### Your task
Only lines containing the word "start" are needed; pull them out of the material.

### Data supplied
//! Capture and enhancement workers and the controller that sequences them
//!
//! Data moves capture worker → range stage → deinterlace stage → sinks, each
//! hop a [`SlotRing`]. Workers read the stream configuration through an
//! `ArcSwap` snapshot and never take the lifecycle lock on the frame path.

pub mod capture_worker;
pub mod command;
pub mod controller;
pub mod deinterlace;
pub mod enhance;
pub mod ringbuf;
pub mod session;
pub mod task;

use std::sync::atomic::{AtomicBool, AtomicI64, AtomicU32, AtomicU64, Ordering};
use std::sync::{Arc, Mutex};
use std::time::Duration;

use arc_swap::{ArcSwap, ArcSwapOption};
use crossbeam::atomic::AtomicCell;
use crossbeam::utils::CachePadded;

use crate::buffer::{BufferTable, OwnedBuffer};
use crate::capture::queue::QueueCounters;
use crate::capture::{CaptureQueue, CapturedFrame};
use crate::display::SinkDispatcher;
use crate::transform::{DeinterlaceEngine, Image, RangeEngine, StageParams};
use crate::{DebugConfig, PipelineConfig};

pub use command::Command;
pub use controller::{Collaborators, Pipeline, StopReport};
pub use ringbuf::{RingFull, RingStats, SlotRing};
pub use session::{EnhanceMode, OutputRange, StreamConfig, Topology};
pub use task::{StopToken, Task};

/// Frame counters shared by every worker
#[derive(Default)]
pub(crate) struct Counters {
    pub captured: CachePadded<AtomicU64>,
    pub skipped: CachePadded<AtomicU64>,
    pub dropped: CachePadded<AtomicU64>,
    pub transformed: CachePadded<AtomicU64>,
    pub deinterlaced: CachePadded<AtomicU64>,
    pub dequeue_errors: CachePadded<AtomicU64>,
    pub fps: AtomicCell<f64>,
    pub mean_luma: AtomicCell<Option<u8>>,
}

impl Counters {
    pub fn bump(counter: &AtomicU64) {
        counter.fetch_add(1, Ordering::Relaxed);
    }
}

/// Point-in-time copy of the pipeline counters
#[derive(Debug, Clone, Copy, Default, PartialEq)]
pub struct PipelineStats {
    pub streaming: bool,
    pub frames_captured: u64,
    pub frames_skipped: u64,
    pub frames_dropped: u64,
    pub frames_transformed: u64,
    pub frames_deinterlaced: u64,
    pub frames_shown: u64,
    pub dequeue_errors: u64,
    pub capture_fps: f64,
    pub mean_luma: Option<u8>,
    pub queue: QueueCounters,
    pub range_ring: RingStats,
    pub field_ring: RingStats,
    pub live_buffers: usize,
}

/// Capture-request credits of the buffer-producer topology.
///
/// The first `absorb` requests after a start are swallowed and seed the
/// credit pool; every later request adds one credit.
#[derive(Default)]
pub(crate) struct Credits {
    absorbed: AtomicU32,
    credits: AtomicI64,
}

impl Credits {
    pub fn reset(&self) {
        self.absorbed.store(0, Ordering::Release);
        self.credits.store(0, Ordering::Release);
    }

    /// Swallow a request while priming. Returns true when absorbed; the
    /// last absorbed request seeds `seed` credits.
    pub fn absorb(&self, absorb: u32, seed: i64) -> bool {
        let absorbed = self
            .absorbed
            .fetch_update(Ordering::AcqRel, Ordering::Acquire, |n| {
                (n < absorb).then_some(n + 1)
            });
        match absorbed {
            Ok(n) => {
                if n + 1 == absorb {
                    self.credits.fetch_add(seed, Ordering::AcqRel);
                }
                true
            }
            Err(_) => false,
        }
    }

    pub fn grant(&self) {
        self.credits.fetch_add(1, Ordering::AcqRel);
    }

    pub fn available(&self) -> bool {
        self.credits.load(Ordering::Acquire) > 0
    }

    pub fn take(&self) -> bool {
        self.credits
            .fetch_update(Ordering::AcqRel, Ordering::Acquire, |c| (c > 0).then_some(c - 1))
            .is_ok()
    }

    pub fn current(&self) -> i64 {
        self.credits.load(Ordering::Acquire)
    }
}

/// A field written by the range stage for the deinterlacer
#[derive(Debug, Clone, Copy, PartialEq, Eq)]
pub(crate) struct FieldRef {
    pub generation: u64,
    pub slot: usize,
}

/// Deinterlace input buffers of one range-stage generation, indexed by
/// field-ring slot
pub(crate) struct FieldSet {
    pub generation: u64,
    pub params: StageParams,
    pub buffers: Vec<OwnedBuffer>,
}

impl FieldSet {
    pub fn image(&self, slot: usize) -> Option<Image> {
        self.buffers.get(slot).map(|b| Image {
            handle: b.handle(),
            fd: b.fd(),
            geometry: self.params.dst,
            format: self.params.dst_format,
        })
    }
}

/// State that lives for one streaming session
pub(crate) struct Session {
    pub queue: CaptureQueue,
    pub range_ring: SlotRing<CapturedFrame>,
    pub field_ring: SlotRing<FieldRef>,
    pub fields: ArcSwapOption<FieldSet>,
    pub generation: AtomicU64,
    skip_remaining: AtomicU32,
}

impl Session {
    pub fn new(queue: CaptureQueue, ring_size: usize, skip_frames: u32) -> crate::Result<Self> {
        Ok(Self {
            queue,
            range_ring: SlotRing::new(ring_size)?,
            field_ring: SlotRing::new(ring_size)?,
            fields: ArcSwapOption::const_empty(),
            generation: AtomicU64::new(0),
            skip_remaining: AtomicU32::new(skip_frames),
        })
    }

    /// Consume one skip-frame credit if any remain.
    pub fn skip_frame(&self) -> bool {
        self.skip_remaining
            .fetch_update(Ordering::AcqRel, Ordering::Acquire, |n| n.checked_sub(1))
            .is_ok()
    }
}

/// Everything the controller shares with its workers
pub(crate) struct Shared {
    pub config: ArcSwap<StreamConfig>,
    pub settings: PipelineConfig,
    pub debug: DebugConfig,
    /// Serializes start, stop and stage rebuilds
    pub lifecycle: Mutex<()>,
    pub streaming: AtomicBool,
    pub dispatcher: SinkDispatcher,
    pub table: BufferTable,
    pub range: Arc<dyn RangeEngine>,
    pub deinterlace: Arc<dyn DeinterlaceEngine>,
    pub counters: Counters,
    pub credits: Credits,
}

impl Shared {
    pub fn idle_poll(&self) -> Duration {
        Duration::from_micros(self.settings.idle_poll_us.max(1))
    }

    pub fn stage_params(&self, config: &StreamConfig) -> StageParams {
        StageParams::for_stream(config, self.settings.stride_align)
    }

    pub fn is_streaming(&self) -> bool {
        self.streaming.load(Ordering::Acquire)
    }
}

#[cfg(test)]
mod tests {
    use super::*;

    #[test]
    fn priming_absorbs_first_request() {
        let credits = Credits::default();
        assert!(credits.absorb(1, 2));
        assert_eq!(credits.current(), 2);
        assert!(!credits.absorb(1, 2));
        credits.grant();
        assert_eq!(credits.current(), 3);

        assert!(credits.take());
        assert!(credits.take());
        assert!(credits.take());
        assert!(!credits.take());
        assert!(!credits.available());

        credits.reset();
        assert!(credits.absorb(1, 2));
    }

    #[test]
    fn no_priming_never_absorbs() {
        let credits = Credits::default();
        assert!(!credits.absorb(0, 5));
        assert_eq!(credits.current(), 0);
    }
}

### Response for this exercise
/// The first `absorb` requests after a start are swallowed and seed the
    /// Serializes start, stop and stage rebuilds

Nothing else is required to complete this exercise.